Il calcolo quantistico della computazione quantica (quantum computing) promette da anni di rivoluzionare l’informatica, ma fino a oggi si è scontrato con un problema fondamentale: il rumore. I computer quantistici, infatti, sono soggetti a errori dovuti alla loro estrema sensibilità, al punto che in molti casi si sono dimostrati meno efficienti dei computer tradizionali.

Tuttavia, un team di ricercatori guidati da Daniel Lidar, nonché professore alla USC Viterbi School of Engineering e figura di spicco nel campo della correzione degli errori quantistici, ha appena segnato un punto di svolta e nello studio pubblicato su Physical Review X, Lidar e colleghi (tra cui ricercatori anche della Johns Hopkins University) hanno dimostrato un’accelerazione esponenziale incondizionata usando due computer quantistici IBM da 127 qubit.
Cosa significa “accelerazione esponenziale incondizionata” del quantum computing?
Nel mondo del quantum computing, si parla di accelerazione quando un algoritmo quantistico risolve un problema più velocemente rispetto al suo equivalente classico; finora, però, si era riusciti a ottenere solo accelerazioni polinomiali e miglioramenti sì importanti, ma relativamente modesti.

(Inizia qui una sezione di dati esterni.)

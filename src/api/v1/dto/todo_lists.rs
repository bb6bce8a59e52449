use chrono::{DateTime, Utc};
use serde::{Deserialize, Serialize};
use serde_with::rust::double_option;

use crate::repos::todo_list_repo::TodoListRow;
use crate::services::todo_lists::{TodoListDraft, TodoListPatch};

/// Any `user_id` in the body is ignored; the owner is always the caller.
#[derive(Debug, Deserialize)]
pub struct CreateTodoListRequest {
    #[serde(default)]
    pub title: String,
    pub description: Option<String>,
}

impl From<CreateTodoListRequest> for TodoListDraft {
    fn from(req: CreateTodoListRequest) -> Self {
        TodoListDraft {
            title: req.title,
            description: req.description,
        }
    }
}

#[derive(Debug, Deserialize)]
pub struct UpdateTodoListRequest {
    pub title: Option<String>,
    // missing: keep / null: clear / value: set
    #[serde(default, with = "double_option")]
    pub description: Option<Option<String>>,
}

impl From<UpdateTodoListRequest> for TodoListPatch {
    fn from(req: UpdateTodoListRequest) -> Self {
        TodoListPatch {
            title: req.title,
            description: req.description,
        }
    }
}

#[derive(Debug, Serialize)]
pub struct TodoListResponse {
    pub id: i64,
    pub user_id: i64,
    pub title: String,
    pub description: Option<String>,
    pub created_at: DateTime<Utc>,
    pub updated_at: DateTime<Utc>,
}

impl From<TodoListRow> for TodoListResponse {
    fn from(row: TodoListRow) -> Self {
        TodoListResponse {
            id: row.id,
            user_id: row.user_id,
            title: row.title,
            description: row.description,
            created_at: row.created_at,
            updated_at: row.updated_at,
        }
    }
}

Un’accelerazione esponenziale, invece, rappresenta un vero salto quantico: man mano che cresce la complessità del problema, il computer quantistico accelera sempre di più rispetto a quello classico. E nel caso di questa ricerca, l’accelerazione è incondizionata, cioè non si basa su ipotesi teoriche o su confronti favorevoli: è un vantaggio reale, misurato e dimostrabile.
Il cuore della dimostrazione: il problema di Simon
I ricercatori hanno testato il loro approccio risolvendo una variazione del cosiddetto “problema di Simon”, un classico esercizio di teoria quantistica che prevede di trovare una struttura nascosta in una funzione matematica. Considerato il precursore dell’algoritmo di Shor (quello capace di spezzare i codici RSA), questo problema è famoso proprio perché i computer quantistici possono risolverlo esponenzialmente più in fretta di quelli classici.
Come è stato possibile?
Il merito non va solo all’hardware IBM sul quantum computing, ma soprattutto a una serie di ottimizzazioni mirate:
- Riduzione dei dati di input: limitando la complessità del problema, si sono ridotte le operazioni necessarie e quindi il margine di errore.
- Transpilazione avanzata: ovvero la traduzione e compressione intelligente dell’algoritmo per adattarlo al meglio all’hardware.
- Disaccoppiamento dinamico: una tecnica che “protegge” i qubit dal rumore ambientale, mantenendoli stabili e coerenti più a lungo.
- Mitigazione degli errori di misurazione: per correggere i piccoli difetti residui nella fase finale di lettura.
Secondo Phattharaporn Singkanipa, dottorando alla USC e primo autore dello studio: “La chiave è stata spremere ogni goccia di prestazione dall’hardware: circuiti più brevi, sequenze di impulsi più intelligenti e mitigazione statistica degli errori.“

E adesso?
È importante chiarire che non siamo ancora arrivati all’uso quotidiano di computer quantistici per problemi pratici. Come sottolinea Lidar stesso, questo risultato è più che altro una vittoria simbolica e teorica: “Questo non risolve ancora problemi reali, ma dimostra che l’accelerazione esponenziale promessa esiste davvero – ed è già qui.”
Il prossimo passo sarà applicare questa potenza computazionale a problemi non costruiti ad hoc, senza il supporto di “oracoli” (cioè sistemi che conoscono già la risposta). Ma ora il campo è aperto: il quantum computing ha ufficialmente superato il punto di non ritorno.